On 24 May 2023, the HELTASA Digital Teaching and Learning Team hosted their second Digital Dialogue entitled “How are institutions responding to AI?”. The webinar recording and some slides from the session are available. This was a follow up session to our earlier Digital Dialogue “How do we navigate the AI hype together?” held on 15 March 2023.
What is university for and what is the impact of AI tools?

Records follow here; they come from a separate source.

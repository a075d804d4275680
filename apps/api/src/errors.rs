use axum::{
    http::StatusCode,
    response::{IntoResponse, Response},
    Json,
};
use serde_json::json;
use thiserror::Error;

use crate::llm_client::GenerationError;
use crate::pipeline::PipelineError;
use crate::profile::StoreError;

/// Application-level error type.
/// Implements `IntoResponse` so Axum handlers can return `Result<T, AppError>`.
#[derive(Debug, Error)]
pub enum AppError {
    #[error("Not found: {0}")]
    NotFound(String),

    #[error("Validation error: {0}")]
    Validation(String),

    #[error("Conflict: {0}")]
    Conflict(String),

    #[error("Generation error: {0}")]
    Generation(#[from] GenerationError),

    #[error("Render error: {0}")]
    Render(String),

    #[error("Database error: {0}")]
    Database(#[from] sqlx::Error),

    #[error("Storage error: {0}")]
    Storage(String),

    #[error("Internal server error: {0}")]
    Internal(#[from] anyhow::Error),
}

impl From<StoreError> for AppError {
    fn from(e: StoreError) -> Self {
        match e {
            StoreError::NotFound(what) => AppError::NotFound(format!("{what} not found")),
            StoreError::Invalid(msg) => AppError::Validation(msg),
            StoreError::Database(e) => AppError::Database(e),
            StoreError::Io(e) => AppError::Storage(e.to_string()),
            StoreError::Extraction(msg) => {
                AppError::Validation(format!("Could not extract text: {msg}"))
            }
        }
    }
}

impl From<PipelineError> for AppError {
    fn from(e: PipelineError) -> Self {
        match e {
            PipelineError::Validation(msg) => AppError::Validation(msg),
            PipelineError::Transition(e) => AppError::Conflict(e.to_string()),
            PipelineError::Store(e) => e.into(),
        }
    }
}

impl IntoResponse for AppError {
    fn into_response(self) -> Response {
        let (status, code, message) = match &self {
            AppError::NotFound(msg) => (StatusCode::NOT_FOUND, "NOT_FOUND", msg.clone()),
            AppError::Validation(msg) => (StatusCode::BAD_REQUEST, "VALIDATION_ERROR", msg.clone()),
            AppError::Conflict(msg) => (StatusCode::CONFLICT, "CONFLICT", msg.clone()),
            AppError::Generation(e) => match e {
                GenerationError::SchemaViolation(_) | GenerationError::EmptyContent => {
                    tracing::warn!("Generation schema violation: {e}");
                    (
                        StatusCode::UNPROCESSABLE_ENTITY,
                        "SCHEMA_VIOLATION",
                        e.to_string(),
                    )
                }
                GenerationError::Transport(_) | GenerationError::Api { .. } => {
                    tracing::error!("Generation transport error: {e}");
                    (StatusCode::BAD_GATEWAY, "TRANSPORT_ERROR", e.to_string())
                }
                GenerationError::Configuration(_) => {
                    tracing::error!("Generation configuration error: {e}");
                    (
                        StatusCode::INTERNAL_SERVER_ERROR,
                        "CONFIGURATION_ERROR",
                        "The generation backend is not configured".to_string(),
                    )
                }
            },
            AppError::Render(msg) => {
                tracing::error!("Render error: {msg}");
                (StatusCode::BAD_GATEWAY, "RENDER_ERROR", msg.clone())
            }
            AppError::Database(e) => {
                tracing::error!("Database error: {e}");
                (
                    StatusCode::INTERNAL_SERVER_ERROR,
                    "DATABASE_ERROR",
                    "A database error occurred".to_string(),
                )
            }
            AppError::Storage(msg) => {
                tracing::error!("Storage error: {msg}");
                (
                    StatusCode::INTERNAL_SERVER_ERROR,
                    "STORAGE_ERROR",
                    "A storage error occurred".to_string(),
                )
            }
            AppError::Internal(e) => {
                tracing::error!("Internal error: {e:?}");
                (
                    StatusCode::INTERNAL_SERVER_ERROR,
                    "INTERNAL_ERROR",
                    "An internal server error occurred".to_string(),
                )
            }
        };

        let body = Json(json!({
            "error": {
                "code": code,
                "message": message
            }
        }));

        (status, body).into_response()
    }
}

The first invited guest speaker, Prof Mags Blackie from Rhodes University, contextualised the discussion in relation to the purpose of higher education. The value of a university degree can be measured in various ways (see Cole, 2018), from increasing lifetime earning potential, developing subject matter expertise, forming networks with peers to demonstrating “stick-to-itiveness” in surviving the process. The notion of a university degree can also have the capacity to transcend background. Higher education can also be seen as a “degree factory”, as being about getting the piece of paper at the end from an accredited institution. This notion has been under threat for a while with “degree mills” or even where people forge certificates. A more recent focus has been graduate attributes. Is it about these attributes or is it about skills acquisition? And how do these skills and attributes develop? Prof Blackie sees universities as creating environments where students have access to a coherent body of knowledge and become inducted into the ways in which knowledge in that discipline is produced. Higher education assists to give students access to a new way of viewing the world leading to a new way of being in the world and the potential to change the world. This means it’s much more than a degree certificate.
Generative AI means that the things we have taken as a proxy for demonstrating a change in ways of viewing and being, the products we ask students to submit, need to be reconsidered. For example, can a student produce an essay on a certain topic. Because AI tools can easily generate an essay, they mean those proxies can be pointless. We need to then think about how we can know if there is a shift in the way of viewing and being for a student? The question to address is then: How do we assess that shift in students?
Current responses to generative AI tools in participants’ organisations
Participants were invited to respond to a poll around their institutional responses to AI tools. The results indicated a wide variety of responses across institutions. The most common response (60% of respondents) indicated that there is no official university position or formalised guidelines available yet. This was followed by faculty-specific approaches being in development (38%) and warning students of sanctions if using AI tools when not permitted (33%). Other responses indicated that there is no single institutional approach, educators can choose their own approaches (25%) and that students are allowed to use AI tools if they disclose their use (21%) and institutions consulting students around AI tools and assessments (21%). A later poll indicated that in policy and formal institutional communications academic integrity (73%) is more prominent than discourses of cheating or plagiarism (27%).
Responses at Aga Khan University (Kenya)
Our next speaker, Dr Kendi Muchungi from Aga Khan University, shared the impacts of AI tools at her institution. She highlighted that institutions need to adapt to changes in their contexts. AI tools can be used for content summarisation (leading to efficiencies), critique of writing (as a learning opportunity) and to improve communication and provide research assistance. The institution is looking at how tools like ChatGPT and Bard can be incorporated into the learning, teaching and assessment processes. A key principle is to help students to understand why we are assessing, as a way to facilitate learning rather than a focus on a mark. The focus needs to shift towards more authentic assessment.
Responses at Loughborough University (United Kingdom)
Our final speaker, Prof Sandie Dann from Loughborough University, shared how her institution is looking at academic integrity and AI tools in partnership with students. A key principle is that students need to understand what is expected of them, how academic (mis)conduct is determined and what the consequences are. Their experience around academic misconduct is that the vast majority are misguided students, perhaps because they are desperate, feeling pressured or because they are unclear on what is acceptable or not. Campaigns have been shared with students in various formats and channels (such as social media and in the student union) involving students in the design of those campaigns, to get the language right so that students and staff understand each other. For generative AI tools, policies need to be clear to students what they can and cannot do. Their focus on the revision of policies due to recent developments. AI is just another tool, and we need to think about how we use tools for assessments. We also need to advise students on which tools to use and how to use them and make it clear what is expected of students in an assessment.